:: SUPPLIED MATERIAL
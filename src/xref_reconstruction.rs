//! Cross-reference reconstruction for damaged files.
//!
//! When the index named by `startxref` is missing or points at the wrong
//! bytes, the whole file is scanned for `N G obj` headers. Each candidate
//! is parsed in place; the scan resumes after the parsed object so headers
//! that happen to appear inside stream data are not picked up. Later
//! definitions of the same number win, matching incremental-update order.

use crate::error::{Error, Result};
use crate::object::{Dict, Object, ObjectRef};
use crate::parser::{parse_indirect_object, parse_object};
use crate::xref::{parse_xref_stream, CrossRefTable, XRefEntry};
use lazy_static::lazy_static;

lazy_static! {
    /// "N G obj" headers
    static ref RE_OBJ_HEADER: regex::bytes::Regex =
        regex::bytes::Regex::new(r"(\d{1,10})\s+(\d{1,5})\s+obj").unwrap();

    /// "trailer <<"
    static ref RE_TRAILER: regex::bytes::Regex = regex::bytes::Regex::new(r"trailer\s*<<").unwrap();
}

/// Rebuild the cross-reference table and trailer by scanning `data`.
pub fn reconstruct_xref(data: &[u8], max_nesting: usize) -> Result<CrossRefTable> {
    log::info!("Reconstructing cross-reference index by scanning {} bytes", data.len());

    let mut table = CrossRefTable::new();
    let mut xref_stream_trailer: Option<Dict> = None;
    let mut catalog: Option<ObjectRef> = None;
    let mut cursor = 0;

    while let Some(caps) = RE_OBJ_HEADER.captures_at(data, cursor) {
        let Some(whole) = caps.get(0) else { break };
        let start = whole.start();
        cursor = whole.end();

        // the number must not be the tail of a longer token
        if start > 0 && data[start - 1].is_ascii_alphanumeric() {
            continue;
        }
        if data.get(whole.end()).is_some_and(|c| c.is_ascii_alphanumeric()) {
            continue;
        }

        let Ok((rest, (id, obj))) = parse_indirect_object(&data[start..], max_nesting) else {
            log::debug!("Header at {} does not parse as an object", start);
            continue;
        };
        cursor = data.len() - rest.len();

        match obj.dict_type() {
            Some("XRef") => {
                if let Ok(section) = parse_xref_stream(&obj, start) {
                    xref_stream_trailer = Some(section.trailer().clone());
                }
            },
            Some("Catalog") if catalog.is_none() => catalog = Some(id),
            _ => {},
        }

        table.add_entry(
            id.num,
            XRefEntry::InUse {
                offset: start,
                gen: id.gen,
            },
        );
    }

    if table.is_empty() {
        return Err(Error::ParseError {
            offset: 0,
            reason: "no objects found while scanning file".to_string(),
        });
    }

    let trailer = find_trailer(data)
        .or(xref_stream_trailer.filter(|t| t.contains_key("Root")))
        .or_else(|| {
            catalog.map(|root| {
                log::warn!("No trailer found; using catalog {} as /Root", root);
                let mut d = Dict::new();
                d.insert("Root".to_string(), Object::Reference(root));
                d
            })
        })
        .unwrap_or_default();
    table.set_trailer(trailer);

    log::info!("Reconstructed {} objects", table.len());
    Ok(table)
}

/// Last parsable `trailer` dictionary that names a `/Root`.
fn find_trailer(data: &[u8]) -> Option<Dict> {
    RE_TRAILER
        .find_iter(data)
        .filter_map(|m| {
            let dict_start = m.start() + b"trailer".len();
            match parse_object(&data[dict_start..]) {
                Ok((_, Object::Dictionary(d))) if d.contains_key("Root") => Some(d),
                _ => None,
            }
        })
        .last()
}

#[cfg(test)]
mod tests {
    use super::*;

    #[test]
    fn test_scan_finds_objects_and_trailer() {
        let data = b"%PDF-1.4\n1 0 obj\n<< /Type /Catalog /Pages 2 0 R >>\nendobj\n2 0 obj\n<< /Type /Pages /Kids [] /Count 0 >>\nendobj\ntrailer\n<< /Root 1 0 R >>\n%%EOF";
        let table = reconstruct_xref(data, 64).unwrap();
        assert_eq!(table.len(), 2);
        assert_eq!(table.get(1), Some(&XRefEntry::InUse { offset: 9, gen: 0 }));
        assert!(table.trailer().contains_key("Root"));
    }

    #[test]
    fn test_missing_trailer_uses_catalog() {
        let data = b"%PDF-1.4\n4 0 obj\n<< /Type /Catalog >>\nendobj\n";
        let table = reconstruct_xref(data, 64).unwrap();
        assert_eq!(
            table.trailer().get("Root"),
            Some(&Object::Reference(ObjectRef::new(4, 0)))
        );
    }

    #[test]
    fn test_later_definition_wins() {
        let data = b"1 0 obj\n(old)\nendobj\n1 0 obj\n(new)\nendobj\n";
        let table = reconstruct_xref(data, 64).unwrap();
        assert_eq!(table.get(1), Some(&XRefEntry::InUse { offset: 21, gen: 0 }));
    }

    #[test]
    fn test_header_inside_stream_is_skipped() {
        let data = b"1 0 obj\n<< /Length 14 >>\nstream\n9 0 obj fake!\nendstream\nendobj\n";
        let table = reconstruct_xref(data, 64).unwrap();
        assert_eq!(table.len(), 1);
        assert!(table.get(9).is_none());
    }

    #[test]
    fn test_no_objects_is_error() {
        assert!(reconstruct_xref(b"not a pdf at all", 64).is_err());
    }
}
::::
**TASK BRIEF:** Between the first line of the entries above and the line with "does not parse", both included, copy every line exactly and nothing outside that range.

**WRITTEN REPLY:**
filename src/xref_reconstruction.rs
//! Cross-reference reconstruction for damaged files.
//!
//! When the index named by `startxref` is missing or points at the wrong
//! bytes, the whole file is scanned for `N G obj` headers. Each candidate
//! is parsed in place; the scan resumes after the parsed object so headers
//! that happen to appear inside stream data are not picked up. Later
//! definitions of the same number win, matching incremental-update order.

use crate::error::{Error, Result};
use crate::object::{Dict, Object, ObjectRef};
use crate::parser::{parse_indirect_object, parse_object};
use crate::xref::{parse_xref_stream, CrossRefTable, XRefEntry};
use lazy_static::lazy_static;

lazy_static! {
    /// "N G obj" headers
    static ref RE_OBJ_HEADER: regex::bytes::Regex =
        regex::bytes::Regex::new(r"(\d{1,10})\s+(\d{1,5})\s+obj").unwrap();

    /// "trailer <<"
    static ref RE_TRAILER: regex::bytes::Regex = regex::bytes::Regex::new(r"trailer\s*<<").unwrap();
}

/// Rebuild the cross-reference table and trailer by scanning `data`.
pub fn reconstruct_xref(data: &[u8], max_nesting: usize) -> Result<CrossRefTable> {
    log::info!("Reconstructing cross-reference index by scanning {} bytes", data.len());

    let mut table = CrossRefTable::new();
    let mut xref_stream_trailer: Option<Dict> = None;
    let mut catalog: Option<ObjectRef> = None;
    let mut cursor = 0;

    while let Some(caps) = RE_OBJ_HEADER.captures_at(data, cursor) {
        let Some(whole) = caps.get(0) else { break };
        let start = whole.start();
        cursor = whole.end();

        // the number must not be the tail of a longer token
        if start > 0 && data[start - 1].is_ascii_alphanumeric() {
            continue;
        }
        if data.get(whole.end()).is_some_and(|c| c.is_ascii_alphanumeric()) {
            continue;
        }

        let Ok((rest, (id, obj))) = parse_indirect_object(&data[start..], max_nesting) else {
            log::debug!("Header at {} does not parse as an object", start);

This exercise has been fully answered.